WORK TO COMPLETE: Which lines of the listing hold the string "http"? Copy those lines.

MATERIAL FOR THIS EXERCISE:
-- Opening Marker --

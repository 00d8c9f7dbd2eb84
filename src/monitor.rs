//! Passive URL observation.
//!
//! Feeds URLs seen in the environment (clipboard, notifications, a log file)
//! through the same check entry point as manual checks, tagged
//! `CheckSource::Background`. Only phishing verdicts are surfaced; everything
//! else is logged at debug level.

use std::sync::Arc;

use futures::stream::{FuturesUnordered, Stream, StreamExt};
use log::{debug, warn};

use crate::checker::{PhishingChecker, VerdictOrigin};
use crate::initialization::init_semaphore;
use crate::scan::SignalSource;
use crate::storage::CheckSource;

/// Counters for one observation run.
#[derive(Debug, Clone, Copy, Default, PartialEq, Eq)]
pub struct ObservationSummary {
    /// Strings accepted as URLs and checked
    pub observed: usize,
    /// Strings rejected before checking
    pub skipped: usize,
    /// Checks that ended in a phishing verdict
    pub phishing: usize,
    /// Checks that ended in an error
    pub failed: usize,
}

impl ObservationSummary {
    fn tally(&mut self, joined: Result<Observed, tokio::task::JoinError>) {
        match joined {
            Ok(Observed::Phishing) => self.phishing += 1,
            Ok(Observed::Clean) => {}
            Ok(Observed::Failed) => self.failed += 1,
            Err(e) => {
                self.failed += 1;
                debug!("Background check task failed: {e}");
            }
        }
    }
}

/// Whether an observed string looks like a URL worth checking.
pub fn is_observable_url(text: &str) -> bool {
    text.starts_with("http://") || text.starts_with("https://")
}

enum Observed {
    Phishing,
    Clean,
    Failed,
}

/// Checks each observed URL as it arrives, with at most `max_concurrency`
/// checks in flight. Returns once `lines` ends and every check has finished.
pub async fn observe_urls<S, L>(
    checker: Arc<PhishingChecker<S>>,
    mut lines: L,
    max_concurrency: usize,
) -> ObservationSummary
where
    S: SignalSource + 'static,
    L: Stream<Item = String> + Unpin,
{
    let semaphore = init_semaphore(max_concurrency.max(1));
    let mut summary = ObservationSummary::default();
    let mut tasks = FuturesUnordered::new();

    loop {
        tokio::select! {
            line = lines.next() => {
                let Some(line) = line else { break };
                let text = line.trim().to_string();
                if !is_observable_url(&text) {
                    if !text.is_empty() {
                        debug!("Ignoring observed text that is not an http(s) URL");
                    }
                    summary.skipped += 1;
                    continue;
                }
                summary.observed += 1;

                let checker = Arc::clone(&checker);
                let semaphore = Arc::clone(&semaphore);
                tasks.push(tokio::spawn(async move {
                    let _permit = semaphore.acquire_owned().await;
                    check_in_background(&checker, &text).await
                }));
            }
            Some(joined) = tasks.next(), if !tasks.is_empty() => summary.tally(joined),
        }
    }

    while let Some(joined) = tasks.next().await {
        summary.tally(joined);
    }

    summary
}

async fn check_in_background<S: SignalSource>(checker: &PhishingChecker<S>, url: &str) -> Observed {
    match checker.check_url(url, CheckSource::Background).await {
        Ok(outcome) if outcome.verdict.is_phishing => {
            let cached = if outcome.origin == VerdictOrigin::Cache {
                " (cached)"
            } else {
                ""
            };
            warn!(
                "Phishing detected{cached}: {url} (confidence {:.2}{})",
                outcome.verdict.confidence,
                outcome
                    .verdict
                    .reason
                    .as_deref()
                    .map(|r| format!(", {r}"))
                    .unwrap_or_default()
            );
            Observed::Phishing
        }
        Ok(outcome) => {
            debug!("Background check of {url}: {}", outcome.verdict.label);
            Observed::Clean
        }
        Err(e) => {
            debug!("Background check of {url} failed: {e}");
            Observed::Failed
        }
    }
}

-- Closing Marker --

RESULT FOR THIS TASK:
    text.starts_with("http://") || text.starts_with("https://")
                        debug!("Ignoring observed text that is not an http(s) URL");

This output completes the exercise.